(WHAT TO DO): Print the first line of the data below and every one after it, through the line containing "exactly once and", exactly as written.

Records from a data collection
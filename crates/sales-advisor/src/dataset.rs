//! Store Sales Dataset
//!
//! A snapshot of the store sales / price elasticity / promotions data,
//! embedded at compile time and parsed once at startup. The parsed dataset
//! is immutable: it is materialized into the SQL store exactly once and
//! only read afterwards.

use crate::error::{AdvisorError, Result};

const EMBEDDED_CSV: &str = include_str!("../data/store_sales.csv");

/// Column names of the sales table, in schema order
pub const COLUMNS: [&str; 7] = [
    "store_number",
    "sku",
    "product_class",
    "sold_date",
    "qty_sold",
    "total_sale_value",
    "on_promo",
];

/// One sales transaction
#[derive(Clone, Debug, PartialEq)]
pub struct SalesRecord {
    pub store_number: i64,
    pub sku: i64,
    pub product_class: i64,
    pub sold_date: String,
    pub qty_sold: i64,
    pub total_sale_value: f64,
    pub on_promo: bool,
}

/// The preloaded, read-only sales dataset
#[derive(Clone, Debug)]
pub struct Dataset {
    records: Vec<SalesRecord>,
}

impl Dataset {
    /// Parse the embedded snapshot
    pub fn embedded() -> Result<Self> {
        Self::from_csv(EMBEDDED_CSV)
    }

    /// Parse CSV text with the expected header
    pub fn from_csv(text: &str) -> Result<Self> {
        let mut lines = text.lines().enumerate();

        let (_, header) = lines
            .next()
            .ok_or_else(|| AdvisorError::Dataset("empty dataset".into()))?;
        let expected = COLUMNS.join(",");
        if header.trim() != expected {
            return Err(AdvisorError::Dataset(format!(
                "unexpected header: {header}"
            )));
        }

        let mut records = Vec::new();
        for (lineno, line) in lines {
            let line = line.trim();
            if line.is_empty() {
                continue;
            }
            records.push(parse_record(line).map_err(|e| {
                AdvisorError::Dataset(format!("line {}: {}", lineno + 1, e))
            })?);
        }

        Ok(Self { records })
    }

    /// Column names of the sales table
    pub fn columns() -> &'static [&'static str] {
        &COLUMNS
    }

    /// All records
    pub fn records(&self) -> &[SalesRecord] {
        &self.records
    }

    pub fn len(&self) -> usize {
        self.records.len()
    }

    pub fn is_empty(&self) -> bool {
        self.records.is_empty()
    }
}

fn parse_record(line: &str) -> std::result::Result<SalesRecord, String> {
    let fields: Vec<&str> = line.split(',').collect();
    if fields.len() != COLUMNS.len() {
        return Err(format!("expected {} fields, got {}", COLUMNS.len(), fields.len()));
    }

    Ok(SalesRecord {
        store_number: parse_field(fields[0], "store_number")?,
        sku: parse_field(fields[1], "sku")?,
        product_class: parse_field(fields[2], "product_class")?,
        sold_date: fields[3].to_string(),
        qty_sold: parse_field(fields[4], "qty_sold")?,
        total_sale_value: parse_field(fields[5], "total_sale_value")?,
        on_promo: parse_field::<i64>(fields[6], "on_promo")? != 0,
    })
}

fn parse_field<T: std::str::FromStr>(raw: &str, name: &str) -> std::result::Result<T, String> {
    raw.trim()
        .parse()
        .map_err(|_| format!("invalid {name}: {raw:?}"))
}
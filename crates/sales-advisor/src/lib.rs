//! # sales-advisor
//!
//! Sales-data question answering on top of `agent-core`: the embedded store
//! sales dataset, an in-memory SQL store, a restricted chart-script sandbox,
//! and the tool executors the controller loop can dispatch to.
//!
//! ## Tools
//!
//! - `lookup_sales_data` — natural language to SQL to a text result table
//! - `generate_visualization` — chart config + chart-script code generation
//! - `run_chart_code` — sandboxed execution of generated chart-script
//! - `analyze_sales_data` — prose insights over a data excerpt

pub mod dataset;
pub mod error;
pub mod sandbox;
pub mod store;
pub mod tools;

pub use dataset::{Dataset, SalesRecord};
pub use error::{AdvisorError, Result};
pub use store::{SalesStore, SALES_TABLE};
pub use tools::{AnalyzeSalesTool, ChartConfig, GenerateVisualizationTool, LookupSalesTool, RunChartCodeTool};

(RESULT):
filename crates/sales-advisor/src/dataset.rs
//! Store Sales Dataset
//!
//! A snapshot of the store sales / price elasticity / promotions data,
//! embedded at compile time and parsed once at startup. The parsed dataset
//! is immutable: it is materialized into the SQL store exactly once and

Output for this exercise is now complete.